### Source data
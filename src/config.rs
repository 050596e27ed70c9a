//! Controller and harness configuration.
//!
//! `ControllerConfig` is the runtime form used by the controller (typed durations,
//! builder-style setters, defaults of the loopback stability tests).
//!
//! `HarnessConfig` is the file form. It is loaded with figment from a TOML file merged
//! with `LATENCY_`-prefixed environment variables, e.g.
//! `LATENCY_CONTROLLER__LATENCY_THRESHOLD_MS=500`.
//!
//! ```toml
//! [controller]
//! name = "WebRTC in loopback"
//! latency_threshold_ms = 3000
//! wait_timeout_ms = 30000
//! consecutive_failure_limit = 3
//! fail_fast = false
//!
//! [session]
//! mode = "paired"
//! duration_secs = 30
//! output_dir = "data"
//! ```

use std::{
    path::{Path, PathBuf},
    time::Duration,
};

use figment::{
    providers::{Env, Format, Serialized, Toml},
    Figment,
};
use serde::{Deserialize, Serialize};

use crate::error::{LatencyError, Result};

pub const DEFAULT_LATENCY_THRESHOLD: Duration = Duration::from_millis(3_000);
pub const DEFAULT_WAIT_TIMEOUT: Duration = Duration::from_secs(30);
pub const DEFAULT_POLL_INTERVAL: Duration = Duration::from_millis(100);
pub const DEFAULT_CONSECUTIVE_FAILURE_LIMIT: u32 = 3;

#[derive(Debug, Clone, PartialEq, Eq)]
pub struct ControllerConfig {
    /// Used only to prefix diagnostics.
    pub name: Option<String>,
    pub latency_threshold: Duration,
    /// Longest wait for the next event on one side before the run fails.
    pub wait_timeout: Duration,
    /// Sampling period of the local-mode probe.
    pub poll_interval: Duration,
    pub consecutive_failure_limit: u32,
    /// Abort on the first threshold breach instead of recording it.
    pub fail_fast: bool,
}

impl Default for ControllerConfig {
    fn default() -> Self {
        Self {
            name: None,
            latency_threshold: DEFAULT_LATENCY_THRESHOLD,
            wait_timeout: DEFAULT_WAIT_TIMEOUT,
            poll_interval: DEFAULT_POLL_INTERVAL,
            consecutive_failure_limit: DEFAULT_CONSECUTIVE_FAILURE_LIMIT,
            fail_fast: false,
        }
    }
}

impl ControllerConfig {
    pub fn named(name: impl Into<String>) -> Self {
        Self {
            name: Some(name.into()),
            ..Self::default()
        }
    }

    pub fn with_latency_threshold(mut self, threshold: Duration) -> Self {
        self.latency_threshold = threshold;
        self
    }

    pub fn with_wait_timeout(mut self, timeout: Duration) -> Self {
        self.wait_timeout = timeout;
        self
    }

    pub fn with_poll_interval(mut self, interval: Duration) -> Self {
        self.poll_interval = interval;
        self
    }

    pub fn with_consecutive_failure_limit(mut self, limit: u32) -> Self {
        self.consecutive_failure_limit = limit;
        self
    }

    pub fn with_fail_fast(mut self, fail_fast: bool) -> Self {
        self.fail_fast = fail_fast;
        self
    }

    /// `"[name] "` or an empty string; prefix for log lines and error messages.
    pub fn context(&self) -> String {
        match &self.name {
            Some(name) if !name.is_empty() => format!("[{}] ", name),
            _ => String::new(),
        }
    }

    pub fn validate(&self) -> Result<()> {
        if self.consecutive_failure_limit == 0 {
            return Err(LatencyError::InvalidConfig(
                "consecutive_failure_limit must be at least 1".into(),
            ));
        }
        if self.wait_timeout.is_zero() {
            return Err(LatencyError::InvalidConfig("wait_timeout must be non-zero".into()));
        }
        if self.poll_interval.is_zero() {
            return Err(LatencyError::InvalidConfig("poll_interval must be non-zero".into()));
        }
        Ok(())
    }
}

/// File/environment form of the controller settings.
#[derive(Debug, Clone, PartialEq, Serialize, Deserialize)]
pub struct ControllerSection {
    #[serde(default)]
    pub name: Option<String>,
    #[serde(default = "default_threshold_ms")]
    pub latency_threshold_ms: u64,
    #[serde(default = "default_wait_timeout_ms")]
    pub wait_timeout_ms: u64,
    #[serde(default = "default_poll_interval_ms")]
    pub poll_interval_ms: u64,
    #[serde(default = "default_limit")]
    pub consecutive_failure_limit: u32,
    #[serde(default)]
    pub fail_fast: bool,
}

/// How the binary measures: pairing both color streams, or sampling a local probe.
#[derive(Debug, Clone, Copy, PartialEq, Eq, Default, Serialize, Deserialize)]
#[serde(rename_all = "lowercase")]
pub enum SessionMode {
    #[default]
    Paired,
    Local,
}

/// Settings of the synthetic loopback session run by the binary.
#[derive(Debug, Clone, PartialEq, Serialize, Deserialize)]
pub struct SessionSection {
    #[serde(default)]
    pub mode: SessionMode,
    #[serde(default = "default_duration_secs")]
    pub duration_secs: u64,
    #[serde(default = "default_output_dir")]
    pub output_dir: PathBuf,
    /// Time each marker color stays on screen.
    #[serde(default = "default_color_period_ms")]
    pub color_period_ms: u64,
    /// Simulated pipeline delay of the remote rendering.
    #[serde(default = "default_remote_delay_ms")]
    pub remote_delay_ms: u64,
    /// Upper bound of the random jitter added to the remote delay.
    #[serde(default)]
    pub remote_jitter_ms: u64,
    #[serde(default = "default_probe_period_ms")]
    pub probe_period_ms: u64,
    #[serde(default = "default_chart_width")]
    pub chart_width: u32,
    #[serde(default = "default_chart_height")]
    pub chart_height: u32,
}

#[derive(Debug, Clone, PartialEq, Serialize, Deserialize, Default)]
pub struct HarnessConfig {
    #[serde(default)]
    pub controller: ControllerSection,
    #[serde(default)]
    pub session: SessionSection,
}

// Default value functions
fn default_threshold_ms() -> u64 {
    DEFAULT_LATENCY_THRESHOLD.as_millis() as u64
}

fn default_wait_timeout_ms() -> u64 {
    DEFAULT_WAIT_TIMEOUT.as_millis() as u64
}

fn default_poll_interval_ms() -> u64 {
    DEFAULT_POLL_INTERVAL.as_millis() as u64
}

fn default_limit() -> u32 {
    DEFAULT_CONSECUTIVE_FAILURE_LIMIT
}

fn default_duration_secs() -> u64 {
    30
}

fn default_output_dir() -> PathBuf {
    PathBuf::from("data")
}

fn default_color_period_ms() -> u64 {
    1_000
}

fn default_remote_delay_ms() -> u64 {
    150
}

fn default_probe_period_ms() -> u64 {
    5
}

fn default_chart_width() -> u32 {
    500
}

fn default_chart_height() -> u32 {
    270
}

impl Default for ControllerSection {
    fn default() -> Self {
        Self {
            name: None,
            latency_threshold_ms: default_threshold_ms(),
            wait_timeout_ms: default_wait_timeout_ms(),
            poll_interval_ms: default_poll_interval_ms(),
            consecutive_failure_limit: default_limit(),
            fail_fast: false,
        }
    }
}

impl Default for SessionSection {
    fn default() -> Self {
        Self {
            mode: SessionMode::default(),
            duration_secs: default_duration_secs(),
            output_dir: default_output_dir(),
            color_period_ms: default_color_period_ms(),
            remote_delay_ms: default_remote_delay_ms(),
            remote_jitter_ms: 0,
            probe_period_ms: default_probe_period_ms(),
            chart_width: default_chart_width(),
            chart_height: default_chart_height(),
        }
    }
}

impl HarnessConfig {
    /// Defaults overridden by `path` (if it exists) and then by `LATENCY_*` variables.
    pub fn load_from<P: AsRef<Path>>(path: P) -> std::result::Result<Self, figment::Error> {
        Figment::from(Serialized::defaults(HarnessConfig::default()))
            .merge(Toml::file(path.as_ref()))
            .merge(Env::prefixed("LATENCY_").split("__"))
            .extract()
    }

    /// Validated runtime configuration of the controller.
    pub fn controller_config(&self) -> Result<ControllerConfig> {
        let c = &self.controller;
        let config = ControllerConfig {
            name: c.name.clone(),
            latency_threshold: Duration::from_millis(c.latency_threshold_ms),
            wait_timeout: Duration::from_millis(c.wait_timeout_ms),
            poll_interval: Duration::from_millis(c.poll_interval_ms),
            consecutive_failure_limit: c.consecutive_failure_limit,
            fail_fast: c.fail_fast,
        };
        config.validate()?;
        Ok(config)
    }

    pub fn session_duration(&self) -> Duration {
        Duration::from_secs(self.session.duration_secs)
    }
}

### What you have to do
Tell how many lines in the material above include the word "SessionMode", giving the number only.

### Completed exercise
3